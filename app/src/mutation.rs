//! Building blocks shared by the mutation views (RSVP, comments, event
//! creation).
//!
//! Every mutation carries a request id. The reducer records it as pending,
//! emits one future effect that performs the call, posts the outcome notice
//! and feeds back a result action carrying the same id. Views wait for that
//! action with [`Store::send_and_wait_for`](gather_runtime::store::Store::send_and_wait_for).

use crate::error::SyncError;
use crate::notice::NoticeBoard;
use gather_core::effect::Effect;
use std::collections::HashSet;
use std::future::Future;
use std::time::Duration;
use uuid::Uuid;

/// How long a view waits for a mutation result
pub const MUTATION_TIMEOUT: Duration = Duration::from_secs(30);

/// Correlates a mutation with its result action
pub type RequestId = Uuid;

/// Fresh request id
#[must_use]
pub fn request_id() -> RequestId {
    Uuid::new_v4()
}

/// Mutations in flight
#[derive(Clone, Debug, Default, PartialEq, Eq)]
pub struct Pending {
    requests: HashSet<RequestId>,
}

impl Pending {
    /// Record `id` as in flight
    pub fn start(&mut self, id: RequestId) {
        self.requests.insert(id);
    }

    /// Record `id` as settled
    pub fn finish(&mut self, id: &RequestId) {
        self.requests.remove(id);
    }

    /// Whether anything is in flight
    #[must_use]
    pub fn is_loading(&self) -> bool {
        !self.requests.is_empty()
    }
}

/// Run `work`, post its outcome and feed back `done(result)`
pub fn settle<A, T, W, S, D>(notices: NoticeBoard, work: W, success: S, done: D) -> Effect<A>
where
    A: Send + 'static,
    T: Send + 'static,
    W: Future<Output = Result<T, SyncError>> + Send + 'static,
    S: FnOnce(&T) -> String + Send + 'static,
    D: FnOnce(Result<T, SyncError>) -> A + Send + 'static,
{
    Effect::Future(Box::pin(async move {
        let result = work.await;
        match &result {
            Ok(value) => notices.success(success(value)),
            Err(error) => notices.error(error.to_string()),
        }
        Some(done(result))
    }))
}

/// Fail without contacting the remote: post `error` and feed back
/// `done(Err(error))`
pub fn reject<A, T, D>(notices: NoticeBoard, error: SyncError, done: D) -> Effect<A>
where
    A: Send + 'static,
    T: Send + 'static,
    D: FnOnce(Result<T, SyncError>) -> A + Send + 'static,
{
    Effect::Future(Box::pin(async move {
        notices.error(error.to_string());
        Some(done(Err(error)))
    }))
}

····················

= Activity =
The number of lines in the data holding the string "done" is the whole answer.

= Answer section =
6